La transplantation fécale comporte peu de danger et certaines bactéries qu'elle contient pourraient aider à soigner la maladie de Crohn. Ce sont les conclusions auxquelles aboutissent les chercheurs français coordonnés par l'Université de la Sorbonne et l'Institut national de la science et de la recherche médicale (Inserm). Ces deux études ont été publiées dans les revues Microbiome, et Gastroenterology.
La maladie de Crohn est une maladie gastro-intestinale chronique résultant de l’interaction dysfonctionnelle entre la susceptibilité génétique, le système immunitaire et le microbiote intestinal commensal [micro-organismes qui colonisent l'organisme sans provoquer de maladie, NDLR]. Ne pouvant ni modifier l'héritage génétique d'une personne, ni son système immunitaire, les chercheurs se sont intéressés à la piste du microbiote. Cette flore intestinale interagit avec notre organisme en assurant la fermentation de substrats non digestibles, facilitant l'assimilation des nutriments, ou en participant à la synthèse de certaines vitamines, rappelle l'Inserm.
Ce microbiote intestinal colonise surtout le côlon. "On sait que dans les maladies inflammatoires chroniques de l'intestin, le microbiote est anormal comparé à un sujet sain. C'est-à-dire qu'on constate une augmentation ou une diminution de certaines bactéries et une altération de certaines fonctions ou sécrétions microbiennes chez les sujets malades, explique Harry Sokol directeur de recherche et auteur des deux études à Futura sciences. Finalement, on s'est rendu compte du rôle causal du microbiote chez les modèles animaux en modifiant le microbiote et en constatant les effets sur l'inflammation intestinale. De même, le microbiote d'une personne souffrant de maladie inflammatoire de l'intestin, lorsqu'il est transplanté chez la souris, favorise l'inflammation."
La piste de la transplantation fécale
Ainsi les chercheurs ont décidé d'étudier la possibilité de réaliser une transplantation fécale - riche en microbiote -, et tenter d'analyser quelles bactéries dans ce microbiote avaient un rôle dans la rémission de la maladie de Crohn. Dans la première étude, les scientifiques ont rassemblé 17 patients atteints de maladie de Crohn. Huit d'entre eux ont eu une transplantation de microbiote fécale, 9 autres ont subi une fausse intervention chirurgicale. Il en résulte que malheureusement le microbiote sain n'a pas colonisé à la hauteur espérée son nouvel habitat.

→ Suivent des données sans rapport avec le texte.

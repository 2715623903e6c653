use std::fmt;

/// Statistics from a completed write run
#[derive(Debug, Clone, Default)]
pub struct WriterStats {
    /// Number of events flushed to the sink
    pub events_written: usize,
    /// Total number of particle lines written
    pub particles_written: usize,
}

impl fmt::Display for WriterStats {
    fn fmt(&self, f: &mut fmt::Formatter<'_>) -> fmt::Result {
        write!(
            f,
            "Wrote {} events ({} particles)",
            self.events_written, self.particles_written
        )
    }
}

Cependant, les chercheurs observent que cette greffe a aidé au maintien de la rémission de la maladie et qu'aucun effet secondaire préoccupant n'a été relevé. Un résultat encourageant mais face auquel les auteurs ne veulent pas s'emballer : "le microbiote n'est pas la panacée et comme toute intervention, la transplantation fécale a ses risques" atténue Harry Sokol auprès de Futura-sciences. Ainsi le microbiote ne serait qu'un composant de l'équation parmi d'autres.
Dans la seconde étude, les chercheurs ont voulu savoir comment cette transplantation fécale aidait la rémission. Pour cela, ils ont décidé d'analyser la compositions des selles avant et après la greffe. "Nous constatons que la transplantation fécale avait un effet à long terme significatif sur les compositions microbiennes des patients, bien que cela soit principalement dû à la greffe d'espèces donneuses qui sont restées à faible abondance", écrivent-ils. Ils ont observé que certaines catégories de bactéries avaient un effet positif alors que d'autres étaient au contraire délétères. Ils assurent que certains microbiotes ont coexisté tandis que dans d'autres certaines souches en ont remplacé d'autres. Un nouveau champs d'étude s'impose pour mieux comprendre la plasticité du microbiote ainsi que le rôle exacte des bactéries dans la maladie de Crohn.